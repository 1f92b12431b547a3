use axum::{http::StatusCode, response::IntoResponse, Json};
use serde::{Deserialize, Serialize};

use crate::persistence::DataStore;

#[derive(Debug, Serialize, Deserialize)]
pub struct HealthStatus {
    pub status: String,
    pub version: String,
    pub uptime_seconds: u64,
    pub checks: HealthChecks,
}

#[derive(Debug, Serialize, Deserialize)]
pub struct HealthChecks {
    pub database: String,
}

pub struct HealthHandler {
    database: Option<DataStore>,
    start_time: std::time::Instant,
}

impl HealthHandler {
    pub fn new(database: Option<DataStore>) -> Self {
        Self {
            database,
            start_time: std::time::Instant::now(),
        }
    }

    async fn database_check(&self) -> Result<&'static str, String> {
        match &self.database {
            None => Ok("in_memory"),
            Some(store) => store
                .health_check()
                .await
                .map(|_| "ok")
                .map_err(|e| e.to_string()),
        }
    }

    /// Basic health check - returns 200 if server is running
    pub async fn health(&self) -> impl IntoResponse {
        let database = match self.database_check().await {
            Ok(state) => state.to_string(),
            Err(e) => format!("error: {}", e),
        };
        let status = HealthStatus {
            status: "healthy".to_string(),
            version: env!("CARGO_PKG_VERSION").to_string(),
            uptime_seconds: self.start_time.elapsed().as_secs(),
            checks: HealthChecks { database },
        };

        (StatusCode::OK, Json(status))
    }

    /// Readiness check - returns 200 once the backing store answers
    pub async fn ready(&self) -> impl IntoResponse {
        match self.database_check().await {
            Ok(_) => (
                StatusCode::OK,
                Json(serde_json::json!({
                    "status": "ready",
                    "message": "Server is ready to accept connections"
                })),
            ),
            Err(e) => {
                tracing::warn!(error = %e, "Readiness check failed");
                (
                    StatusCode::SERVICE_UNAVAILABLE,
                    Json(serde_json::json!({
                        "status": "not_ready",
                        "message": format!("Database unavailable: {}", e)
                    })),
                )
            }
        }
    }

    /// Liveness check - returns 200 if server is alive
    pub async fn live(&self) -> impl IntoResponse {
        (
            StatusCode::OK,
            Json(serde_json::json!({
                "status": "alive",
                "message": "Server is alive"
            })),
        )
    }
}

■ WORK ORDER ■
To answer, copy each line from the material above that has the word "impl".

■ SOLUTION ■
impl HealthHandler {
    pub async fn health(&self) -> impl IntoResponse {
    pub async fn ready(&self) -> impl IntoResponse {
    pub async fn live(&self) -> impl IntoResponse {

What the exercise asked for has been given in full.